(Saved entries)
○ ○ ○ ○ ○
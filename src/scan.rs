//! Vault discovery.
//!
//! Walks the vault directory and returns every markdown file that is not
//! excluded, together with its current stat. This is the candidate list the
//! source cache is refreshed against.
//!
//! ```text
//! vault/
//! ├── .obsidian/            # excluded by default
//! ├── posts/
//! │   ├── hello.md          # → "posts/hello.md"
//! │   └── world.MD          # extension match is case-insensitive
//! ├── notes.md
//! └── diagram.png           # not markdown, ignored
//! ```
//!
//! Exclusion patterns are glob patterns matched against the vault-relative,
//! `/`-separated path. A pattern that matches a directory prunes the whole
//! subtree. The output directory and cache directory are always skipped when
//! they live inside the vault.
//!
//! The walk itself is sequential; stat-ing the discovered files runs on the
//! rayon pool. Results are sorted by relative path.

use crate::source_cache::{SourceFile, SourceStat};
use globset::{Glob, GlobSet, GlobSetBuilder};
use rayon::prelude::*;
use std::path::{Path, PathBuf};
use std::time::UNIX_EPOCH;
use thiserror::Error;
use walkdir::WalkDir;

#[derive(Error, Debug)]
pub enum ScanError {
    #[error("IO error: {0}")]
    Io(#[from] std::io::Error),
    #[error("Walk error: {0}")]
    Walk(#[from] walkdir::Error),
    #[error("Invalid exclude pattern '{pattern}': {source}")]
    Pattern {
        pattern: String,
        #[source]
        source: globset::Error,
    },
}

/// Compiled exclusion rules.
#[derive(Debug, Clone)]
pub struct Excluder {
    set: GlobSet,
    skip_dirs: Vec<PathBuf>,
}

impl Excluder {
    pub fn new(patterns: &[String]) -> Result<Self, ScanError> {
        let mut builder = GlobSetBuilder::new();
        for pattern in patterns {
            let glob = Glob::new(pattern).map_err(|source| ScanError::Pattern {
                pattern: pattern.clone(),
                source,
            })?;
            builder.add(glob);
            // `dir/**` should also prune `dir` itself.
            if let Some(dir) = pattern.strip_suffix("/**") {
                let glob = Glob::new(dir).map_err(|source| ScanError::Pattern {
                    pattern: pattern.clone(),
                    source,
                })?;
                builder.add(glob);
            }
        }
        let set = builder.build().map_err(|source| ScanError::Pattern {
            pattern: patterns.join(", "),
            source,
        })?;
        Ok(Self {
            set,
            skip_dirs: Vec::new(),
        })
    }

    /// Additionally skip an absolute directory (output or cache dir).
    pub fn skip_dir(mut self, dir: &Path) -> Self {
        if let Ok(canonical) = dir.canonicalize() {
            self.skip_dirs.push(canonical);
        }
        self.skip_dirs.push(dir.to_path_buf());
        self
    }

    pub fn is_excluded(&self, rel_path: &str) -> bool {
        self.set.is_match(rel_path)
    }

    fn is_skipped_dir(&self, path: &Path) -> bool {
        self.skip_dirs.iter().any(|dir| path == dir)
            || path
                .canonicalize()
                .map(|c| self.skip_dirs.iter().any(|dir| &c == dir))
                .unwrap_or(false)
    }
}

/// Discover markdown sources under `vault`.
pub fn discover(vault: &Path, excluder: &Excluder) -> Result<Vec<SourceFile>, ScanError> {
    let mut candidates: Vec<(PathBuf, String)> = Vec::new();

    let walker = WalkDir::new(vault)
        .follow_links(false)
        .into_iter()
        .filter_entry(|entry| {
            if entry.depth() == 0 {
                return true;
            }
            let rel = rel_path_of(vault, entry.path());
            if excluder.is_excluded(&rel) {
                return false;
            }
            !(entry.file_type().is_dir() && excluder.is_skipped_dir(entry.path()))
        });

    for entry in walker {
        let entry = entry?;
        if !entry.file_type().is_file() || !is_markdown(entry.path()) {
            continue;
        }
        let rel = rel_path_of(vault, entry.path());
        candidates.push((entry.into_path(), rel));
    }

    let mut files = candidates
        .into_par_iter()
        .map(|(path, rel_path)| {
            let stat = stat_file(&path)?;
            Ok(SourceFile {
                source_path: path,
                rel_path,
                stat,
            })
        })
        .collect::<Result<Vec<_>, std::io::Error>>()?;

    files.sort_by(|a, b| a.rel_path.cmp(&b.rel_path));
    tracing::debug!("discovered {} markdown files in {}", files.len(), vault.display());
    Ok(files)
}

/// Current `(mtime, size)` of a file.
pub fn stat_file(path: &Path) -> std::io::Result<SourceStat> {
    let meta = std::fs::metadata(path)?;
    let mtime_ns = meta
        .modified()?
        .duration_since(UNIX_EPOCH)
        .map(|d| d.as_nanos() as u64)
        .unwrap_or(0);
    Ok(SourceStat {
        mtime_ns,
        size: meta.len(),
    })
}

pub fn is_markdown(path: &Path) -> bool {
    path.extension()
        .and_then(|e| e.to_str())
        .is_some_and(|e| e.eq_ignore_ascii_case("md"))
}

fn rel_path_of(root: &Path, path: &Path) -> String {
    path.strip_prefix(root)
        .unwrap_or(path)
        .components()
        .map(|c| c.as_os_str().to_string_lossy())
        .collect::<Vec<_>>()
        .join("/")
}

#[cfg(test)]
mod tests {
    use super::*;
    use crate::test_helpers::write_note;
    use tempfile::TempDir;

    fn rels(files: &[SourceFile]) -> Vec<&str> {
        files.iter().map(|f| f.rel_path.as_str()).collect()
    }

    #[test]
    fn finds_markdown_recursively_sorted() {
        let tmp = TempDir::new().unwrap();
        write_note(tmp.path(), "posts/world.md", "w");
        write_note(tmp.path(), "posts/hello.md", "h");
        write_note(tmp.path(), "notes.MD", "n");
        write_note(tmp.path(), "diagram.png", "png");

        let files = discover(tmp.path(), &Excluder::new(&[]).unwrap()).unwrap();
        assert_eq!(rels(&files), vec!["notes.MD", "posts/hello.md", "posts/world.md"]);
    }

    #[test]
    fn stat_matches_file() {
        let tmp = TempDir::new().unwrap();
        write_note(tmp.path(), "a.md", "12345");
        let files = discover(tmp.path(), &Excluder::new(&[]).unwrap()).unwrap();
        assert_eq!(files[0].stat.size, 5);
        assert!(files[0].stat.mtime_ns > 0);
    }

    #[test]
    fn exclude_prunes_directories() {
        let tmp = TempDir::new().unwrap();
        write_note(tmp.path(), ".obsidian/workspace.md", "x");
        write_note(tmp.path(), "private/secret.md", "x");
        write_note(tmp.path(), "public.md", "x");

        let excluder =
            Excluder::new(&[".obsidian/**".to_string(), "private/**".to_string()]).unwrap();
        let files = discover(tmp.path(), &excluder).unwrap();
        assert_eq!(rels(&files), vec!["public.md"]);
    }

    #[test]
    fn exclude_single_file_pattern() {
        let tmp = TempDir::new().unwrap();
        write_note(tmp.path(), "a.md", "x");
        write_note(tmp.path(), "b.md", "x");
        let files = discover(tmp.path(), &Excluder::new(&["b.md".to_string()]).unwrap()).unwrap();
        assert_eq!(rels(&files), vec!["a.md"]);
    }

    #[test]
    fn skips_output_dir_inside_vault() {
        let tmp = TempDir::new().unwrap();
        write_note(tmp.path(), "dist/leftover.md", "x");
        write_note(tmp.path(), "a.md", "x");
        let excluder = Excluder::new(&[]).unwrap().skip_dir(&tmp.path().join("dist"));
        let files = discover(tmp.path(), &excluder).unwrap();
        assert_eq!(rels(&files), vec!["a.md"]);
    }

    #[test]
    fn invalid_pattern_is_error() {
        let err = Excluder::new(&["a[".to_string()]).unwrap_err();
        assert!(matches!(err, ScanError::Pattern { .. }));
    }
}
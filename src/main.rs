use clap::{Parser, Subcommand};
use std::path::PathBuf;
use vaultsite::config::{self, BuildOptions, CliOverrides};
use vaultsite::diagnostics::TracingSink;
use vaultsite::{output, pipeline, watch};

/// Flags that override `blog.toml` for every command.
#[derive(clap::Args, Clone, Default)]
struct OverrideArgs {
    /// Markdown vault directory
    #[arg(long, global = true)]
    vault: Option<PathBuf>,

    /// Output directory
    #[arg(long, global = true)]
    out: Option<PathBuf>,

    /// Extra exclude glob (repeatable), added to the configured ones
    #[arg(long, global = true)]
    exclude: Vec<String>,

    /// Days a dated document keeps its NEW badge
    #[arg(long, global = true)]
    new_within_days: Option<u32>,

    /// Number of entries in the Recent folder
    #[arg(long, global = true)]
    recent_limit: Option<u32>,
}

impl OverrideArgs {
    fn overrides(&self) -> CliOverrides {
        CliOverrides {
            vault: self.vault.clone(),
            out: self.out.clone(),
            exclude: self.exclude.clone(),
            new_within_days: self.new_within_days,
            recent_limit: self.recent_limit,
        }
    }
}

#[derive(Parser)]
#[command(name = "vaultsite")]
#[command(about = "Incremental static site generator for markdown vaults")]
#[command(long_about = "\
Incremental static site generator for markdown vaults

Every note with `publish: true` in its frontmatter becomes a page. The site
is a file-explorer UI over the vault's folder structure, with wikilinks
resolved between notes.

Vault structure:

  vault/
  ├── .obsidian/               # Ignored
  ├── index.md                 # publish: true → home page (/index/)
  ├── posts/
  │   ├── hello.md             # publish: true → /posts/hello/
  │   └── draft.md             # publish: true, draft: true → skipped
  └── private.md               # no publish flag → skipped

Output:

  dist/
  ├── index.html, 404.html     # Shell pages
  ├── manifest.json            # Tree, routes and doc metadata for the UI
  ├── content/<hash>.html      # Rendered fragments
  ├── posts/hello/index.html   # One shell per route
  └── assets/app.<hash>.js|css

Unchanged notes are not re-rendered and unchanged files are not rewritten.
Run 'vaultsite gen-config' to generate a documented blog.toml.")]
#[command(version)]
struct Cli {
    /// Config file
    #[arg(long, default_value = config::CONFIG_FILE, global = true)]
    config: PathBuf,

    #[command(flatten)]
    overrides: OverrideArgs,

    #[command(subcommand)]
    command: Option<Command>,
}

#[derive(Subcommand, Clone, Copy)]
enum Command {
    /// Build the site once (default)
    Build,
    /// Build, then rebuild whenever a markdown file changes
    Dev,
    /// Remove the output and cache directories
    Clean,
    /// Print a stock blog.toml with all options documented
    GenConfig,
}

fn main() -> Result<(), Box<dyn std::error::Error>> {
    tracing_subscriber::fmt()
        .with_env_filter(
            tracing_subscriber::EnvFilter::try_from_default_env()
                .unwrap_or_else(|_| tracing_subscriber::EnvFilter::new("info")),
        )
        .with_writer(std::io::stderr)
        .init();

    let cli = Cli::parse();

    match cli.command.unwrap_or(Command::Build) {
        Command::Build => {
            let options = build_options(&cli)?;
            let mut sink = TracingSink::default();
            let report = pipeline::build_site(&options, &mut sink)?;
            output::print_build_output(&report, &options.out_dir);
        }
        Command::Dev => {
            let options = build_options(&cli)?;
            let mut sink = TracingSink::default();
            watch::run_dev(&options, &mut sink, |report| {
                output::print_build_output(report, &options.out_dir)
            })?;
        }
        Command::Clean => {
            let options = build_options(&cli)?;
            pipeline::clean(&options)?;
        }
        Command::GenConfig => {
            print!("{}", config::stock_config_toml());
        }
    }

    Ok(())
}

/// Load `blog.toml` and apply the command-line overrides.
fn build_options(cli: &Cli) -> Result<BuildOptions, Box<dyn std::error::Error>> {
    let cwd = std::env::current_dir()?;
    let site_config = config::load_config(&cli.config)?;
    let options = config::resolve_build_options(&site_config, &cli.overrides.overrides(), &cwd)?;
    Ok(options)
}
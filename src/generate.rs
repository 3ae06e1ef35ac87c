//! HTML shell pages and SEO artifacts.
//!
//! Every route gets a static shell page that the runtime UI takes over once
//! `manifest.json` is loaded. The shell already carries the document's meta
//! tags and a server-rendered initial view, so crawlers and no-JS readers see
//! the content.
//!
//! ## Output Structure
//!
//! ```text
//! dist/
//! ├── index.html                 # Root shell (home doc as initial view)
//! ├── _app/index.html            # Same root shell, SPA fallback entry
//! ├── 404.html
//! ├── posts/hello/index.html     # One shell per route
//! ├── robots.txt                 # Only with [seo] site_url
//! └── sitemap.xml
//! ```
//!
//! Asset links are relative to each page's own directory so the output can
//! be served from any path.
//!
//! ## HTML Generation
//!
//! Uses [maud](https://maud.lambda.xyz/) for compile-time HTML templating.
//! Templates are type-safe Rust code with automatic XSS escaping.

use crate::diagnostics::{DiagnosticKind, DiagnosticSink};
use crate::manifest::pick_home_doc;
use crate::naming::route_output_path;
use crate::registry::{DocRecord, parse_date_millis};
use crate::seo::SeoOptions;
use crate::writer::{OutputWriter, RuntimeAssets};
use chrono::{Local, TimeZone};
use maud::{DOCTYPE, Markup, PreEscaped, html};
use regex::Regex;
use serde_json::{Map, Value, json};
use std::collections::{BTreeMap, BTreeSet};
use std::io;
use std::path::Path;
use std::sync::LazyLock;

pub const DEFAULT_SITE_TITLE: &str = "File-System Blog";
pub const DEFAULT_SITE_DESCRIPTION: &str =
    "File-system style static blog with markdown explorer UI.";

const ROOT_SHELL_PATHS: [&str; 2] = ["_app/index.html", "index.html"];
const NOT_FOUND_PATH: &str = "404.html";
const ROBOTS_PATH: &str = "robots.txt";
const SITEMAP_PATH: &str = "sitemap.xml";

static POST_PATH: LazyLock<Regex> =
    LazyLock::new(|| Regex::new(r"(?i)(^|/)posts?/").expect("valid post path regex"));

/// Head metadata of one shell page.
#[derive(Debug, Clone, PartialEq)]
pub struct ShellMeta {
    pub title: String,
    pub description: Option<String>,
    pub canonical_url: Option<String>,
    pub og_type: &'static str,
    pub og_site_name: Option<String>,
    pub og_locale: Option<String>,
    pub og_description: String,
    pub og_image: Option<String>,
    pub twitter_card: String,
    pub twitter_description: String,
    pub twitter_site: Option<String>,
    pub twitter_creator: Option<String>,
    pub twitter_image: Option<String>,
    pub json_ld: Vec<Value>,
}

/// Asset references as seen from one output file.
#[derive(Debug, Clone, PartialEq, Eq)]
pub struct ShellAssets {
    pub css_href: String,
    pub js_src: String,
    /// Prefix from the page to the output root (`""`, `../`, ...).
    pub root: String,
}

impl ShellAssets {
    pub fn for_output(output_path: &str, assets: &RuntimeAssets) -> Self {
        let depth = output_path.matches('/').count();
        Self {
            css_href: relative_asset_path(output_path, &assets.css),
            js_src: relative_asset_path(output_path, &assets.js),
            root: "../".repeat(depth),
        }
    }
}

/// Path from the directory of `from_output` to `asset`, both relative to
/// the output root.
pub fn relative_asset_path(from_output: &str, asset: &str) -> String {
    let from_dir: Vec<&str> = match from_output.rsplit_once('/') {
        Some((dir, _)) => dir.split('/').filter(|s| !s.is_empty()).collect(),
        None => Vec::new(),
    };
    let target: Vec<&str> = asset.split('/').filter(|s| !s.is_empty()).collect();

    let common = from_dir
        .iter()
        .zip(target.iter())
        .take_while(|(a, b)| a == b)
        .count();
    let mut parts: Vec<&str> = vec![".."; from_dir.len() - common];
    parts.extend(&target[common..]);

    let relative = parts.join("/");
    if relative.is_empty() {
        asset.rsplit('/').next().unwrap_or(asset).to_string()
    } else {
        relative
    }
}

// ============================================================================
// Meta
// ============================================================================

pub fn shell_meta(route: &str, doc: Option<&DocRecord>, seo: Option<&SeoOptions>) -> ShellMeta {
    let default_title = seo
        .and_then(|s| s.default_title.clone())
        .unwrap_or_else(|| DEFAULT_SITE_TITLE.to_string());
    let default_description = seo
        .and_then(|s| s.default_description.clone())
        .unwrap_or_else(|| DEFAULT_SITE_DESCRIPTION.to_string());
    let description = doc
        .and_then(|d| d.description.as_deref())
        .map(str::trim)
        .filter(|d| !d.is_empty())
        .map(str::to_string);
    let canonical_url = seo.map(|s| s.canonical_url(route));
    let title = doc.map(|d| d.title.clone()).unwrap_or(default_title);

    let (social, og, twitter) = match seo {
        Some(s) => (
            s.image_url(s.default_social_image.as_deref()),
            s.image_url(s.default_og_image.as_deref()),
            s.image_url(s.default_twitter_image.as_deref()),
        ),
        None => (None, None, None),
    };

    ShellMeta {
        og_description: description.clone().unwrap_or_else(|| default_description.clone()),
        twitter_description: description.clone().unwrap_or(default_description),
        description,
        og_type: if doc.is_some() { "article" } else { "website" },
        og_site_name: seo.and_then(|s| s.site_name.clone()),
        og_locale: seo.and_then(|s| s.locale.clone()),
        og_image: og.or_else(|| social.clone()),
        twitter_card: seo
            .and_then(|s| s.twitter_card.clone())
            .unwrap_or_else(|| "summary".to_string()),
        twitter_site: seo.and_then(|s| s.twitter_site.clone()),
        twitter_creator: seo.and_then(|s| s.twitter_creator.clone()),
        twitter_image: twitter.or(social),
        json_ld: structured_data(doc, canonical_url.as_deref(), seo),
        canonical_url,
        title,
    }
}

/// JSON-LD objects: `WebSite` for the root, `BlogPosting` for docs under a
/// `post/` or `posts/` folder, `Article` for everything else.
pub fn structured_data(
    doc: Option<&DocRecord>,
    canonical_url: Option<&str>,
    seo: Option<&SeoOptions>,
) -> Vec<Value> {
    let mut schema = Map::new();
    schema.insert("@context".into(), json!("https://schema.org"));

    match doc {
        None => {
            let name = seo
                .and_then(|s| s.site_name.clone().or_else(|| s.default_title.clone()))
                .unwrap_or_else(|| DEFAULT_SITE_TITLE.to_string());
            schema.insert("@type".into(), json!("WebSite"));
            schema.insert("name".into(), json!(name));
            if let Some(url) = canonical_url {
                schema.insert("url".into(), json!(url));
            }
        }
        Some(doc) => {
            let kind = if POST_PATH.is_match(&doc.rel_no_ext) {
                "BlogPosting"
            } else {
                "Article"
            };
            schema.insert("@type".into(), json!(kind));
            schema.insert("headline".into(), json!(doc.title));
            if let Some(url) = canonical_url {
                schema.insert("url".into(), json!(url));
            }
            if let Some(date) = &doc.date {
                schema.insert("datePublished".into(), json!(date));
            }
        }
    }

    vec![Value::Object(schema)]
}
○ ○ ○ ○ ○
:: Problem to work on ::
A complete answer gives every line of the data that includes "derive".

:: Exercise result ::
#[derive(Error, Debug)]
#[derive(Debug, Clone)]
#[derive(clap::Args, Clone, Default)]
#[derive(Parser)]
#[derive(Subcommand, Clone, Copy)]
#[derive(Debug, Clone, PartialEq)]
#[derive(Debug, Clone, PartialEq, Eq)]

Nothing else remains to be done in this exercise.